The immaturity of various organs results in the particular susceptibility of infants to side effects and leads to qualitative and quantitative differences in drug metabolism and pharmacology that are still not fully understood, especially in newborns. Renal clearance of drugs is slower for infants than for older children; consequently, prolonged plasma half-life and sometimes unpredictable changes in hepatic drug metabolism and agent binding by plasma proteins are observed. In addition, there are known differences in body water volume (80% of body weight in neonates versus 50% in older children) [20].

Because of higher mortality in infants on IRS-I who received full-dose chemotherapy, initial chemotherapy in subsequent studies has started at 50% of the calculated doses with dose escalation as tolerated. This finding was confirmed in our study as the 4 patients who died had their chemotherapy calculated according to body weight dose with no dose reduction (all were less than 6-month old).

In a COG report, chemotherapy was tolerated relatively well, and doses were escalated successfully for most patients. The rate of death from toxicity was only 3% lower intensity of initial chemotherapy, but they contributed their infant inferior outcome for this dose reduction [19]. In our infant cohort chemotherapy dose reduction was 50% in all cases apart from the 4 patients who died. These 4 patients received full-dose chemotherapy without dose reduction.

Data from a current COG study evaluating the pharmacokinetics and pharmacogenetics of vincristine and dactinomycin in children (including infants) will help guide the dosing of these agents in future trials 3. RMS is a chemosensitive tumor; a 33% dose reduction may ensure adequate tolerance. This was followed in our patients as they either received surgery/radiation therapy for local control with only reduction of 50% in chemotherapy doses [16]. Four patients out of the eighteen cases died due to toxicity which was our major failure. Out of the 4 cases, two died from septic shock after receiving their chemotherapy (weeks 2 and 3) without 50% dose reduction; one died from cardiac toxicity and the 4th also reached till week 12 without 50% dose reduction and died. It is worth mentioning that reports from the ICG RMS-79 study, the Institute Gustave-Roussy study, and the German CWS-81 study confirmed that dose reduction in infants was tolerable and did not affect the survival rate. A report from the International Society of Pediatric Oncology (SIOP) on 102 infants with malignant mesenchymal tumors (64 of which were RMS) described a satisfactory overall outcome: chemotherapy was manageable with appropriate dose reductions, and poor results were observed only in patients with alveolar RMS or those having metastases at onset [17].

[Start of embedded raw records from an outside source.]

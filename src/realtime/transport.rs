//! Transport seam for the realtime agent connection
//!
//! The session engine talks to the agent through `AgentTransport`, so the
//! same dispatch and encode loops run against a live endpoint or an
//! in-process pair. `ChannelTransport` is the in-process implementation used
//! by the loopback connector and the test suite.

use async_trait::async_trait;
use thiserror::Error;
use tokio::sync::{mpsc, Mutex};

use super::events::{ClientEvent, ServerEvent};

#[derive(Debug, Error)]
pub enum TransportError {
    #[error("connection closed")]
    Closed,
    #[error("send failed: {0}")]
    Send(String),
    #[error("connect failed: {0}")]
    Connect(String),
}

/// Bidirectional, ordered event stream to the agent.
#[async_trait]
pub trait AgentTransport: Send + Sync {
    /// Send one event. Events arrive in send order.
    async fn send(&self, event: ClientEvent) -> Result<(), TransportError>;

    /// Receive the next inbound event, `None` when the peer is gone.
    async fn recv(&self) -> Option<ServerEvent>;

    /// Tear the connection down. Safe to call more than once.
    async fn close(&self);
}

/// In-process transport over bounded channels.
pub struct ChannelTransport {
    tx: Mutex<Option<mpsc::Sender<ClientEvent>>>,
    rx: Mutex<mpsc::Receiver<ServerEvent>>,
}

/// The agent-side ends of a [`ChannelTransport`] pair.
pub struct AgentPeer {
    pub rx: mpsc::Receiver<ClientEvent>,
    pub tx: mpsc::Sender<ServerEvent>,
}

/// Create a connected transport/peer pair.
pub fn channel_pair(capacity: usize) -> (ChannelTransport, AgentPeer) {
    let (client_tx, client_rx) = mpsc::channel(capacity);
    let (server_tx, server_rx) = mpsc::channel(capacity);
    (
        ChannelTransport {
            tx: Mutex::new(Some(client_tx)),
            rx: Mutex::new(server_rx),
        },
        AgentPeer {
            rx: client_rx,
            tx: server_tx,
        },
    )
}

#[async_trait]
impl AgentTransport for ChannelTransport {
    async fn send(&self, event: ClientEvent) -> Result<(), TransportError> {
        let tx = self.tx.lock().await;
        match tx.as_ref() {
            Some(tx) => tx.send(event).await.map_err(|_| TransportError::Closed),
            None => Err(TransportError::Closed),
        }
    }

    async fn recv(&self) -> Option<ServerEvent> {
        self.rx.lock().await.recv().await
    }

    async fn close(&self) {
        // Dropping the sender tells the peer the stream ended.
        self.tx.lock().await.take();
    }
}

#[cfg(test)]
mod tests {
    use super::*;

    #[tokio::test]
    async fn test_events_arrive_in_send_order() {
        let (transport, mut peer) = channel_pair(8);

        transport
            .send(ClientEvent::AppendAudio {
                audio: "one".into(),
            })
            .await
            .unwrap();
        transport
            .send(ClientEvent::AppendAudio {
                audio: "two".into(),
            })
            .await
            .unwrap();

        let first = peer.rx.recv().await.unwrap();
        let second = peer.rx.recv().await.unwrap();
        assert!(matches!(first, ClientEvent::AppendAudio { audio } if audio == "one"));
        assert!(matches!(second, ClientEvent::AppendAudio { audio } if audio == "two"));
    }

    #[tokio::test]
    async fn test_send_after_close_fails() {
        let (transport, _peer) = channel_pair(8);
        transport.close().await;

        let result = transport
            .send(ClientEvent::AppendAudio {
                audio: "late".into(),
            })
            .await;
        assert!(matches!(result, Err(TransportError::Closed)));
    }

    #[tokio::test]
    async fn test_recv_none_when_peer_drops() {
        let (transport, peer) = channel_pair(8);
        peer.tx
            .send(ServerEvent::SessionCreated)
            .await
            .unwrap();
        drop(peer);

        assert!(matches!(
            transport.recv().await,
            Some(ServerEvent::SessionCreated)
        ));
        assert!(transport.recv().await.is_none());
    }

    #[tokio::test]
    async fn test_close_ends_peer_stream() {
        let (transport, mut peer) = channel_pair(8);
        transport.close().await;
        assert!(peer.rx.recv().await.is_none());
    }
}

More recently, age less than 1 year emerged as an independent adverse prognostic factor for RMS (as did age older than 10 years). Data from the Italian RMS-88 study were consistent with the IRS analyses: in the IRS-IV, failure-free survival was 55% for infants, 83% for children age 1–9 years, and 68% for patients aged older than 10 years. This was contradictory to the results in the present study, as the 4-year FFS of the infantile group was 49% compared to 41% for the patients above one year. Furthermore, the OS was 70% and 55% for infants and patients above one year of age, respectively.

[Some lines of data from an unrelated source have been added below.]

use anyhow::{bail, Result};
use serde::Deserialize;
use std::path::PathBuf;

use crate::capture::CaptureSource;

#[derive(Debug, Deserialize)]
pub struct Config {
    pub service: ServiceConfig,
    pub session: SessionConfig,
    pub capture: CaptureSection,
    pub backend: BackendConfig,
}

#[derive(Debug, Deserialize)]
pub struct ServiceConfig {
    pub name: String,
    pub http: HttpConfig,
}

#[derive(Debug, Deserialize)]
pub struct HttpConfig {
    pub bind: String,
    pub port: u16,
}

#[derive(Debug, Deserialize)]
pub struct SessionConfig {
    /// Interview time limit in seconds.
    #[serde(default = "default_duration_secs")]
    pub duration_secs: u64,
}

fn default_duration_secs() -> u64 {
    crate::session::DEFAULT_INTERVIEW_SECS
}

#[derive(Debug, Deserialize)]
pub struct CaptureSection {
    /// "silence", "file", or "microphone".
    pub source: String,
    /// WAV path for the file source.
    pub file: Option<PathBuf>,
    #[serde(default = "default_frame_duration_ms")]
    pub frame_duration_ms: u64,
}

fn default_frame_duration_ms() -> u64 {
    100
}

impl CaptureSection {
    pub fn source(&self) -> Result<CaptureSource> {
        match self.source.as_str() {
            "silence" => Ok(CaptureSource::Silence),
            "file" => match &self.file {
                Some(path) => Ok(CaptureSource::File(path.clone())),
                None => bail!("capture.file is required when capture.source is \"file\""),
            },
            "microphone" => Ok(CaptureSource::Microphone),
            other => bail!("unknown capture source: {}", other),
        }
    }
}

#[derive(Debug, Deserialize)]
pub struct BackendConfig {
    /// Remote interview provisioning service. When unset the engine runs
    /// offline against an in-memory backend.
    pub base_url: Option<String>,
    /// Code provisioned for the offline demo interview.
    #[serde(default = "default_offline_code")]
    pub offline_code: String,
}

fn default_offline_code() -> String {
    "demo".to_string()
}

impl Config {
    pub fn load(path: &str) -> Result<Self> {
        let settings = config::Config::builder()
            .add_source(config::File::with_name(path))
            .build()?;

        Ok(settings.try_deserialize()?)
    }
}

Current COG guidelines for local therapy in children aged less than 24 months allow for the individualization of treatment to permit careful balancing of long-term morbidity against the increased risk of local failure and death. There is a paucity of pharmacokinetic data in infants to help guide dosing of chemotherapeutic agents [16].

In summary, the results in the present study showed an equal or even better outcome in infantile rhabdomyosarcoma compared to older children and corroborate previous studies in infants with RMS that suggest that local control is critical to successful treatment. Although achieving local control in infants with solid tumors remains difficult, advancement of surgical techniques and improved methods for delivering highly conformal RT are necessary to overcome this challenge. In addition, better understanding of pharmacokinetics and pharmacogenetics will help adjusting doses of chemotherapeutic agents given to infants to be much tolerable, and less toxic.